◆ Data for this task:
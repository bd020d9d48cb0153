//! Transliteration dictionaries
//!
//! A transliteration dictionary is a pure rewrite table: it owns no articles
//! and answers no lookups, it only proposes alternate writings of a query
//! (say, romanized input rewritten into another script) that the caller can
//! then look up in real dictionaries.

use std::collections::HashMap;

use anyhow::Result;
use futures::future::BoxFuture;
use futures::FutureExt;

use crate::btree::WordArticleLink;
use crate::dict::{Dictionary, WordMatch, WordSearchRequest};
use crate::folding;

/// A rewrite table for one transliteration scheme.
#[derive(Debug, Default)]
pub struct TranslitTable {
    entries: HashMap<String, String>,
    max_entry_size: usize,
}

impl TranslitTable {
    /// An empty table.
    pub fn new() -> Self {
        Self::default()
    }

    /// Register a rewrite rule.
    pub fn insert(&mut self, from: &str, to: &str) {
        let size = from.chars().count();
        if size > self.max_entry_size {
            self.max_entry_size = size;
        }
        self.entries.insert(from.to_string(), to.to_string());
    }
}

/// A dictionary kind producing alternate writings through a rewrite table.
pub struct TransliterationDictionary {
    name: String,
    table: TranslitTable,
    case_sensitive: bool,
}

impl TransliterationDictionary {
    /// Wrap a table as a dictionary.
    pub fn new(name: impl Into<String>, table: TranslitTable, case_sensitive: bool) -> Self {
        Self {
            name: name.into(),
            table,
            case_sensitive,
        }
    }

    /// Rewrite `word` through the table, preferring the longest matching
    /// entry at each position. Returns the rewriting only when it differs
    /// from the input.
    pub fn alternate_writings(&self, word: &str) -> Vec<String> {
        let target = if self.case_sensitive {
            word.to_string()
        } else {
            folding::apply_simple_case_only(word)
        };

        let chars: Vec<char> = target.chars().collect();
        let mut result = String::with_capacity(target.len());

        let mut pos = 0;
        while pos < chars.len() {
            let longest = self.table.max_entry_size.min(chars.len() - pos);
            let mut matched = false;

            for size in (1..=longest).rev() {
                let candidate: String = chars[pos..pos + size].iter().collect();
                if let Some(replacement) = self.table.entries.get(&candidate) {
                    result.push_str(replacement);
                    pos += size;
                    matched = true;
                    break;
                }
            }

            if !matched {
                // No entry covers this char, keep it as it is.
                result.push(chars[pos]);
                pos += 1;
            }
        }

        if result != target {
            vec![result]
        } else {
            Vec::new()
        }
    }

    /// Alternate writings packaged as a finished search request, for callers
    /// that treat them like any other word search.
    pub fn headwords_for_synonym(&self, word: &str) -> WordSearchRequest {
        WordSearchRequest::instant(
            self.alternate_writings(word)
                .into_iter()
                .map(|word| WordMatch { word })
                .collect(),
        )
    }
}

impl Dictionary for TransliterationDictionary {
    fn name(&self) -> &str {
        &self.name
    }

    fn find_articles<'a>(&'a self, _word: &'a str) -> BoxFuture<'a, Result<Vec<WordArticleLink>>> {
        async { Ok(Vec::new()) }.boxed()
    }

    fn prefix_match(&self, _word: &str, _max_results: usize) -> WordSearchRequest {
        WordSearchRequest::instant(Vec::new())
    }

    fn stemmed_match(
        &self,
        _word: &str,
        _min_length: usize,
        _max_suffix_variation: usize,
        _max_results: usize,
    ) -> WordSearchRequest {
        WordSearchRequest::instant(Vec::new())
    }
}

#[cfg(test)]
mod tests {
    use super::*;

    fn greek_table() -> TranslitTable {
        let mut table = TranslitTable::new();
        table.insert("th", "θ");
        table.insert("ph", "φ");
        table.insert("t", "τ");
        table.insert("p", "π");
        table.insert("a", "α");
        table.insert("o", "ο");
        table.insert("s", "σ");
        table
    }

    #[test]
    fn it_prefers_the_longest_entry() {
        let dictionary =
            TransliterationDictionary::new("greek", greek_table(), false);
        assert_eq!(dictionary.alternate_writings("pathos"), vec!["παθοσ"]);
    }

    #[test]
    fn it_keeps_unmapped_characters() {
        let dictionary =
            TransliterationDictionary::new("greek", greek_table(), false);
        assert_eq!(dictionary.alternate_writings("pax"), vec!["παx"]);
    }

    #[test]
    fn it_returns_nothing_when_unchanged() {
        let dictionary =
            TransliterationDictionary::new("greek", TranslitTable::new(), false);
        assert!(dictionary.alternate_writings("word").is_empty());
    }

    #[test]
    fn it_folds_case_when_insensitive() {
        let dictionary =
            TransliterationDictionary::new("greek", greek_table(), false);
        assert_eq!(dictionary.alternate_writings("PATHOS"), vec!["παθοσ"]);
    }

    #[tokio::test]
    async fn it_packages_synonyms_as_instant_requests() {
        let dictionary =
            TransliterationDictionary::new("greek", greek_table(), false);
        let mut request = dictionary.headwords_for_synonym("pathos");
        let matches = request.matches().await.expect("instant request finishes");
        assert_eq!(matches.len(), 1);
        assert_eq!(matches[0].word, "παθοσ");
    }
}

◆ What you will do:
Every line of the material above must be set down again exactly.

◆ Result of the task:
repository bd020d9d48cb0153
//! Transliteration dictionaries
//!
//! A transliteration dictionary is a pure rewrite table: it owns no articles
//! and answers no lookups, it only proposes alternate writings of a query
//! (say, romanized input rewritten into another script) that the caller can
//! then look up in real dictionaries.

use std::collections::HashMap;

use anyhow::Result;
use futures::future::BoxFuture;
use futures::FutureExt;

use crate::btree::WordArticleLink;
use crate::dict::{Dictionary, WordMatch, WordSearchRequest};
use crate::folding;

/// A rewrite table for one transliteration scheme.
#[derive(Debug, Default)]
pub struct TranslitTable {
    entries: HashMap<String, String>,
    max_entry_size: usize,
}

impl TranslitTable {
    /// An empty table.
    pub fn new() -> Self {
        Self::default()
    }

    /// Register a rewrite rule.
    pub fn insert(&mut self, from: &str, to: &str) {
        let size = from.chars().count();
        if size > self.max_entry_size {
            self.max_entry_size = size;
        }
        self.entries.insert(from.to_string(), to.to_string());
    }
}

/// A dictionary kind producing alternate writings through a rewrite table.
pub struct TransliterationDictionary {
    name: String,
    table: TranslitTable,
    case_sensitive: bool,
}

impl TransliterationDictionary {
    /// Wrap a table as a dictionary.
    pub fn new(name: impl Into<String>, table: TranslitTable, case_sensitive: bool) -> Self {
        Self {
            name: name.into(),
            table,
            case_sensitive,
        }
    }

    /// Rewrite `word` through the table, preferring the longest matching
    /// entry at each position. Returns the rewriting only when it differs
    /// from the input.
    pub fn alternate_writings(&self, word: &str) -> Vec<String> {
        let target = if self.case_sensitive {
            word.to_string()
        } else {
            folding::apply_simple_case_only(word)
        };

        let chars: Vec<char> = target.chars().collect();
        let mut result = String::with_capacity(target.len());

        let mut pos = 0;
        while pos < chars.len() {
            let longest = self.table.max_entry_size.min(chars.len() - pos);
            let mut matched = false;

            for size in (1..=longest).rev() {
                let candidate: String = chars[pos..pos + size].iter().collect();
                if let Some(replacement) = self.table.entries.get(&candidate) {
                    result.push_str(replacement);
                    pos += size;
                    matched = true;
                    break;
                }
            }

            if !matched {
                // No entry covers this char, keep it as it is.
                result.push(chars[pos]);
                pos += 1;
            }
        }

        if result != target {
            vec![result]
        } else {
            Vec::new()
        }
    }

    /// Alternate writings packaged as a finished search request, for callers
    /// that treat them like any other word search.
    pub fn headwords_for_synonym(&self, word: &str) -> WordSearchRequest {
        WordSearchRequest::instant(
            self.alternate_writings(word)
                .into_iter()
                .map(|word| WordMatch { word })
                .collect(),
        )
    }
}

impl Dictionary for TransliterationDictionary {
    fn name(&self) -> &str {
        &self.name
    }

    fn find_articles<'a>(&'a self, _word: &'a str) -> BoxFuture<'a, Result<Vec<WordArticleLink>>> {
        async { Ok(Vec::new()) }.boxed()
    }

    fn prefix_match(&self, _word: &str, _max_results: usize) -> WordSearchRequest {
        WordSearchRequest::instant(Vec::new())
    }

    fn stemmed_match(
        &self,
        _word: &str,
        _min_length: usize,
        _max_suffix_variation: usize,
        _max_results: usize,
    ) -> WordSearchRequest {
        WordSearchRequest::instant(Vec::new())
    }
}

#[cfg(test)]
mod tests {
    use super::*;

    fn greek_table() -> TranslitTable {
        let mut table = TranslitTable::new();
        table.insert("th", "θ");
        table.insert("ph", "φ");
        table.insert("t", "τ");
        table.insert("p", "π");
        table.insert("a", "α");
        table.insert("o", "ο");
        table.insert("s", "σ");
        table
    }

    #[test]
    fn it_prefers_the_longest_entry() {
        let dictionary =
            TransliterationDictionary::new("greek", greek_table(), false);
        assert_eq!(dictionary.alternate_writings("pathos"), vec!["παθοσ"]);
    }

    #[test]
    fn it_keeps_unmapped_characters() {
        let dictionary =
            TransliterationDictionary::new("greek", greek_table(), false);
        assert_eq!(dictionary.alternate_writings("pax"), vec!["παx"]);
    }

    #[test]
    fn it_returns_nothing_when_unchanged() {
        let dictionary =
            TransliterationDictionary::new("greek", TranslitTable::new(), false);
        assert!(dictionary.alternate_writings("word").is_empty());
    }

    #[test]
    fn it_folds_case_when_insensitive() {
        let dictionary =
            TransliterationDictionary::new("greek", greek_table(), false);
        assert_eq!(dictionary.alternate_writings("PATHOS"), vec!["παθοσ"]);
    }

    #[tokio::test]
    async fn it_packages_synonyms_as_instant_requests() {
        let dictionary =
            TransliterationDictionary::new("greek", greek_table(), false);
        let mut request = dictionary.headwords_for_synonym("pathos");
        let matches = request.matches().await.expect("instant request finishes");
        assert_eq!(matches.len(), 1);
        assert_eq!(matches[0].word, "παθοσ");
    }
}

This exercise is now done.